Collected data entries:
◇ ◇ ◇ ◇ ◇
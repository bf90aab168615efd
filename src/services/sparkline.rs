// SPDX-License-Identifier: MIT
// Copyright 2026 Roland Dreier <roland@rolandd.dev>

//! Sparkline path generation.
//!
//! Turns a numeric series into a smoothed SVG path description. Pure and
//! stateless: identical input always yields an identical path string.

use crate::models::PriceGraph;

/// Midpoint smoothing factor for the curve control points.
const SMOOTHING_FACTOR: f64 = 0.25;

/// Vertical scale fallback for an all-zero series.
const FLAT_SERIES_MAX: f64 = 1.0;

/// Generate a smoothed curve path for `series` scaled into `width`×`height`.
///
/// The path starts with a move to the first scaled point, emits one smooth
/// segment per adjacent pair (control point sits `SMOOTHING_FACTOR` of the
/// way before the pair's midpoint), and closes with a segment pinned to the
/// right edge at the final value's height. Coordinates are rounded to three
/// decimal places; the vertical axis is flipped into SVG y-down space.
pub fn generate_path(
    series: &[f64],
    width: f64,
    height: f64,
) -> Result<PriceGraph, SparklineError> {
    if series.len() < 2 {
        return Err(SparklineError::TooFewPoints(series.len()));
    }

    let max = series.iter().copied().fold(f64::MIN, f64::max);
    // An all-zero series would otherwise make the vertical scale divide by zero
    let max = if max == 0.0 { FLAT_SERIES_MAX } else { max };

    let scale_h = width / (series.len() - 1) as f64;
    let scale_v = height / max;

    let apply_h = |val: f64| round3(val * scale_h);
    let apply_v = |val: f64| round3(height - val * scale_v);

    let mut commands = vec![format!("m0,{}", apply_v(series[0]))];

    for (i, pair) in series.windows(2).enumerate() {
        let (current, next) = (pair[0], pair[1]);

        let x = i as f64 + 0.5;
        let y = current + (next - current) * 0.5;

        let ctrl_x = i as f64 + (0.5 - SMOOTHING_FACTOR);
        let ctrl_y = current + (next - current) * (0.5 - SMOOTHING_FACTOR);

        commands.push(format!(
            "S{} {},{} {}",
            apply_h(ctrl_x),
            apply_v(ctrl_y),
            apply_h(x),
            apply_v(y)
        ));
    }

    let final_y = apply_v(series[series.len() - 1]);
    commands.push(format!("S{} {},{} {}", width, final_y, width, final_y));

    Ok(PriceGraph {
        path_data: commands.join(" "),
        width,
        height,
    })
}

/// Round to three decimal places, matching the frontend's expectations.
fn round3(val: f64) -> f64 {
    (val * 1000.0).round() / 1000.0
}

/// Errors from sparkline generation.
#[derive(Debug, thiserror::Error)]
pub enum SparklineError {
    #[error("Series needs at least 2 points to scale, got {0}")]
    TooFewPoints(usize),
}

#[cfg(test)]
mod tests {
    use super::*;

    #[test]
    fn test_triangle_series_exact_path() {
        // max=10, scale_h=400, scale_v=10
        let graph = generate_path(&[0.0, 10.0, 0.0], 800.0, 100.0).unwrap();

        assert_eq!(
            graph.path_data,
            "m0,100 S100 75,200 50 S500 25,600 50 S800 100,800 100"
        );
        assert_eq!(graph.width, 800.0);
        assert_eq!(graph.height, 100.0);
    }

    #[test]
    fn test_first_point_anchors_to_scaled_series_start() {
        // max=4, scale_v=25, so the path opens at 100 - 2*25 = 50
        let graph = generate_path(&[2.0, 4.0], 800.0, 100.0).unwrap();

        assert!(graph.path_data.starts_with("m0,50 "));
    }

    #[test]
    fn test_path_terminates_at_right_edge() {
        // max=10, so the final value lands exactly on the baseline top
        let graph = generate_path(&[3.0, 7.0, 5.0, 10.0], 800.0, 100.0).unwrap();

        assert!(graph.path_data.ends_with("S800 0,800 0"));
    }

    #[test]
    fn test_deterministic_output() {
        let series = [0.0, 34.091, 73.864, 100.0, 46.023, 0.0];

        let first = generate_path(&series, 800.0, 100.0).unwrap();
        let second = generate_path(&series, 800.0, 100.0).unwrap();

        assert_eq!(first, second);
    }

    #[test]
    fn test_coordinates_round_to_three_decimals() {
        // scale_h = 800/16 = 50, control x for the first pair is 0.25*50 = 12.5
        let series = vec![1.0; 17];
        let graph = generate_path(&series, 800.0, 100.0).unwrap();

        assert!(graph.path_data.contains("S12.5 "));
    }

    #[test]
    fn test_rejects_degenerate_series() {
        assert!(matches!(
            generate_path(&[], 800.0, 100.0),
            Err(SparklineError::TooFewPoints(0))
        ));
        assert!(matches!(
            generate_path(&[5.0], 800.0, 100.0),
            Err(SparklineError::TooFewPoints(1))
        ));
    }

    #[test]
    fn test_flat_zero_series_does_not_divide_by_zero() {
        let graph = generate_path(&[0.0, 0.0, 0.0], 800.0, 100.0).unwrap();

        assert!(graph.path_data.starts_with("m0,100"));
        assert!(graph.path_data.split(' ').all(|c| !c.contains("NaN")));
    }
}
◇ ◇ ◇ ◇ ◇
* Work item *
Would you please give all of the entries above once more, exactly as they are?

* Output of the exercise *
repository bf90aab168615efd
filename src/services/sparkline.rs
// SPDX-License-Identifier: MIT
// Copyright 2026 Roland Dreier <roland@rolandd.dev>

//! Sparkline path generation.
//!
//! Turns a numeric series into a smoothed SVG path description. Pure and
//! stateless: identical input always yields an identical path string.

use crate::models::PriceGraph;

/// Midpoint smoothing factor for the curve control points.
const SMOOTHING_FACTOR: f64 = 0.25;

/// Vertical scale fallback for an all-zero series.
const FLAT_SERIES_MAX: f64 = 1.0;

/// Generate a smoothed curve path for `series` scaled into `width`×`height`.
///
/// The path starts with a move to the first scaled point, emits one smooth
/// segment per adjacent pair (control point sits `SMOOTHING_FACTOR` of the
/// way before the pair's midpoint), and closes with a segment pinned to the
/// right edge at the final value's height. Coordinates are rounded to three
/// decimal places; the vertical axis is flipped into SVG y-down space.
pub fn generate_path(
    series: &[f64],
    width: f64,
    height: f64,
) -> Result<PriceGraph, SparklineError> {
    if series.len() < 2 {
        return Err(SparklineError::TooFewPoints(series.len()));
    }

    let max = series.iter().copied().fold(f64::MIN, f64::max);
    // An all-zero series would otherwise make the vertical scale divide by zero
    let max = if max == 0.0 { FLAT_SERIES_MAX } else { max };

    let scale_h = width / (series.len() - 1) as f64;
    let scale_v = height / max;

    let apply_h = |val: f64| round3(val * scale_h);
    let apply_v = |val: f64| round3(height - val * scale_v);

    let mut commands = vec![format!("m0,{}", apply_v(series[0]))];

    for (i, pair) in series.windows(2).enumerate() {
        let (current, next) = (pair[0], pair[1]);

        let x = i as f64 + 0.5;
        let y = current + (next - current) * 0.5;

        let ctrl_x = i as f64 + (0.5 - SMOOTHING_FACTOR);
        let ctrl_y = current + (next - current) * (0.5 - SMOOTHING_FACTOR);

        commands.push(format!(
            "S{} {},{} {}",
            apply_h(ctrl_x),
            apply_v(ctrl_y),
            apply_h(x),
            apply_v(y)
        ));
    }

    let final_y = apply_v(series[series.len() - 1]);
    commands.push(format!("S{} {},{} {}", width, final_y, width, final_y));

    Ok(PriceGraph {
        path_data: commands.join(" "),
        width,
        height,
    })
}

/// Round to three decimal places, matching the frontend's expectations.
fn round3(val: f64) -> f64 {
    (val * 1000.0).round() / 1000.0
}

/// Errors from sparkline generation.
#[derive(Debug, thiserror::Error)]
pub enum SparklineError {
    #[error("Series needs at least 2 points to scale, got {0}")]
    TooFewPoints(usize),
}

#[cfg(test)]
mod tests {
    use super::*;

    #[test]
    fn test_triangle_series_exact_path() {
        // max=10, scale_h=400, scale_v=10
        let graph = generate_path(&[0.0, 10.0, 0.0], 800.0, 100.0).unwrap();

        assert_eq!(
            graph.path_data,
            "m0,100 S100 75,200 50 S500 25,600 50 S800 100,800 100"
        );
        assert_eq!(graph.width, 800.0);
        assert_eq!(graph.height, 100.0);
    }

    #[test]
    fn test_first_point_anchors_to_scaled_series_start() {
        // max=4, scale_v=25, so the path opens at 100 - 2*25 = 50
        let graph = generate_path(&[2.0, 4.0], 800.0, 100.0).unwrap();

        assert!(graph.path_data.starts_with("m0,50 "));
    }

    #[test]
    fn test_path_terminates_at_right_edge() {
        // max=10, so the final value lands exactly on the baseline top
        let graph = generate_path(&[3.0, 7.0, 5.0, 10.0], 800.0, 100.0).unwrap();

        assert!(graph.path_data.ends_with("S800 0,800 0"));
    }

    #[test]
    fn test_deterministic_output() {
        let series = [0.0, 34.091, 73.864, 100.0, 46.023, 0.0];

        let first = generate_path(&series, 800.0, 100.0).unwrap();
        let second = generate_path(&series, 800.0, 100.0).unwrap();

        assert_eq!(first, second);
    }

    #[test]
    fn test_coordinates_round_to_three_decimals() {
        // scale_h = 800/16 = 50, control x for the first pair is 0.25*50 = 12.5
        let series = vec![1.0; 17];
        let graph = generate_path(&series, 800.0, 100.0).unwrap();

        assert!(graph.path_data.contains("S12.5 "));
    }

    #[test]
    fn test_rejects_degenerate_series() {
        assert!(matches!(
            generate_path(&[], 800.0, 100.0),
            Err(SparklineError::TooFewPoints(0))
        ));
        assert!(matches!(
            generate_path(&[5.0], 800.0, 100.0),
            Err(SparklineError::TooFewPoints(1))
        ));
    }

    #[test]
    fn test_flat_zero_series_does_not_divide_by_zero() {
        let graph = generate_path(&[0.0, 0.0, 0.0], 800.0, 100.0).unwrap();

        assert!(graph.path_data.starts_with("m0,100"));
        assert!(graph.path_data.split(' ').all(|c| !c.contains("NaN")));
    }
}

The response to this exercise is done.